▶ WHAT THE TASK ASKS: Copy every entry precisely.

══ EXCERPTED RECORDS

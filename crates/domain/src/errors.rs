//! Error types used throughout the application

use serde::{Deserialize, Serialize};
use thiserror::Error;

/// Main error type for LedgerFlow
///
/// Workflow steps map onto dedicated variants so the orchestrator can decide
/// fatality without inspecting message text. Upstream error bodies are carried
/// verbatim in the payload for operator diagnosis.
#[derive(Error, Debug, Clone, Serialize, Deserialize)]
#[serde(tag = "type", content = "message")]
pub enum LedgerFlowError {
    /// No usable access token and no valid refresh path; reauthorization
    /// through the redirect flow is required.
    #[error("Authorization unavailable: {0}")]
    AuthUnavailable(String),

    /// The registry login phase failed (no session identifier).
    #[error("Registry login failed: {0}")]
    RegistryLogin(String),

    /// The registry returned a payload that could not be decoded or parsed.
    #[error("Registry response unparseable: {0}")]
    RegistryParse(String),

    /// Every party-resolution path (ledger, registry, manual) was exhausted.
    #[error("No billable party resolved: {0}")]
    NoParty(String),

    /// The ledger rejected party creation; payload is the upstream body.
    #[error("Party creation rejected: {0}")]
    PartyCreateFailed(String),

    /// Caller-supplied line items are malformed; raised before any remote
    /// call.
    #[error("Invalid line item: {0}")]
    InvalidLineItem(String),

    /// The ledger rejected invoice creation.
    #[error("Invoice creation rejected: {0}")]
    InvoiceCreateFailed(String),

    /// Invoice creation failed because the ledger company has no bookkeeping
    /// scheme configured. Distinguished from the generic failure because the
    /// fix is account configuration, not request data.
    #[error("Accounting scheme missing: {0}")]
    AccountingSchemeMissing(String),

    /// Marking the invoice as paid failed; the invoice itself exists.
    #[error("Payment finalization failed: {0}")]
    PaymentFinalizeFailed(String),

    /// Fetching the rendered invoice document failed.
    #[error("Document fetch failed: {0}")]
    DocumentFetchFailed(String),

    /// Dispatching the invoice email failed.
    #[error("Email dispatch failed: {0}")]
    EmailDispatchFailed(String),

    #[error("Configuration error: {0}")]
    Config(String),

    #[error("Network error: {0}")]
    Network(String),

    #[error("Storage error: {0}")]
    Storage(String),

    #[error("Invalid input: {0}")]
    InvalidInput(String),

    #[error("Internal error: {0}")]
    Internal(String),
}

/// Result type alias for LedgerFlow operations
pub type Result<T> = std::result::Result<T, LedgerFlowError>;
//! # LedgerFlow API
//!
//! Caller-facing HTTP layer.
//!
//! This crate contains:
//! - The axum router and route handlers
//! - The application context (dependency injection)
//! - Request guards and HTTP classification of domain errors
//!
//! ## Architecture
//! - Depends on `ledgerflow-domain`, `ledgerflow-core`, and `ledgerflow-infra`
//! - Wires the layered architecture together
//! - Owns the server binary entry point

pub mod context;
pub mod error;
pub mod guards;
pub mod routes;

// Re-export for convenience
pub use context::AppContext;
pub use error::ApiError;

════

▶ ANSWER TO THE EXERCISE:
filename crates/domain/src/errors.rs
//! Error types used throughout the application

use serde::{Deserialize, Serialize};
use thiserror::Error;

/// Main error type for LedgerFlow
///
/// Workflow steps map onto dedicated variants so the orchestrator can decide
/// fatality without inspecting message text. Upstream error bodies are carried
/// verbatim in the payload for operator diagnosis.
#[derive(Error, Debug, Clone, Serialize, Deserialize)]
#[serde(tag = "type", content = "message")]
pub enum LedgerFlowError {
    /// No usable access token and no valid refresh path; reauthorization
    /// through the redirect flow is required.
    #[error("Authorization unavailable: {0}")]
    AuthUnavailable(String),

    /// The registry login phase failed (no session identifier).
    #[error("Registry login failed: {0}")]
    RegistryLogin(String),

    /// The registry returned a payload that could not be decoded or parsed.
    #[error("Registry response unparseable: {0}")]
    RegistryParse(String),

    /// Every party-resolution path (ledger, registry, manual) was exhausted.
    #[error("No billable party resolved: {0}")]
    NoParty(String),

    /// The ledger rejected party creation; payload is the upstream body.
    #[error("Party creation rejected: {0}")]
    PartyCreateFailed(String),

    /// Caller-supplied line items are malformed; raised before any remote
    /// call.
    #[error("Invalid line item: {0}")]
    InvalidLineItem(String),

    /// The ledger rejected invoice creation.
    #[error("Invoice creation rejected: {0}")]
    InvoiceCreateFailed(String),

    /// Invoice creation failed because the ledger company has no bookkeeping
    /// scheme configured. Distinguished from the generic failure because the
    /// fix is account configuration, not request data.
    #[error("Accounting scheme missing: {0}")]
    AccountingSchemeMissing(String),

    /// Marking the invoice as paid failed; the invoice itself exists.
    #[error("Payment finalization failed: {0}")]
    PaymentFinalizeFailed(String),

    /// Fetching the rendered invoice document failed.
    #[error("Document fetch failed: {0}")]
    DocumentFetchFailed(String),

    /// Dispatching the invoice email failed.
    #[error("Email dispatch failed: {0}")]
    EmailDispatchFailed(String),

    #[error("Configuration error: {0}")]
    Config(String),

    #[error("Network error: {0}")]
    Network(String),

    #[error("Storage error: {0}")]
    Storage(String),

    #[error("Invalid input: {0}")]
    InvalidInput(String),

    #[error("Internal error: {0}")]
    Internal(String),
}

/// Result type alias for LedgerFlow operations
pub type Result<T> = std::result::Result<T, LedgerFlowError>;
//! # LedgerFlow API
//!
//! Caller-facing HTTP layer.
//!
//! This crate contains:
//! - The axum router and route handlers
//! - The application context (dependency injection)
//! - Request guards and HTTP classification of domain errors
//!
//! ## Architecture
//! - Depends on `ledgerflow-domain`, `ledgerflow-core`, and `ledgerflow-infra`
//! - Wires the layered architecture together
//! - Owns the server binary entry point

pub mod context;
pub mod error;
pub mod guards;
pub mod routes;

// Re-export for convenience
pub use context::AppContext;
pub use error::ApiError;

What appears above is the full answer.